Segment Open
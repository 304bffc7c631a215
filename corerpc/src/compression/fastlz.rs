//! fast-LZ compressor, tag 2, threshold 512 bytes (spec.md §4.3). Backed by
//! `snap` (Snappy), the closest real crate to a byte-oriented "fast LZ".

use crate::RpcError;

use super::Compressor;

pub struct FastLzCompressor;

impl Compressor for FastLzCompressor {
    fn tag(&self) -> u8 {
        super::FASTLZ_TAG
    }

    fn name(&self) -> &'static str {
        "fast-lz"
    }

    fn threshold(&self) -> usize {
        512
    }

    fn compress_raw(&self, input: &[u8]) -> crate::Result<Vec<u8>> {
        let mut encoder = snap::raw::Encoder::new();
        encoder
            .compress_vec(input)
            .map_err(|e| RpcError::CompressionError(e.to_string()))
    }

    fn decompress_raw(&self, input: &[u8]) -> crate::Result<Vec<u8>> {
        let mut decoder = snap::raw::Decoder::new();
        decoder
            .decompress_vec(input)
            .map_err(|e| RpcError::DecodeError(format!("fast-lz decompress failed: {e}")))
    }
}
Segment Closed
Go through the material and copy each line in which the word "FastLzCompressor" occurs.

pub struct FastLzCompressor;
impl Compressor for FastLzCompressor {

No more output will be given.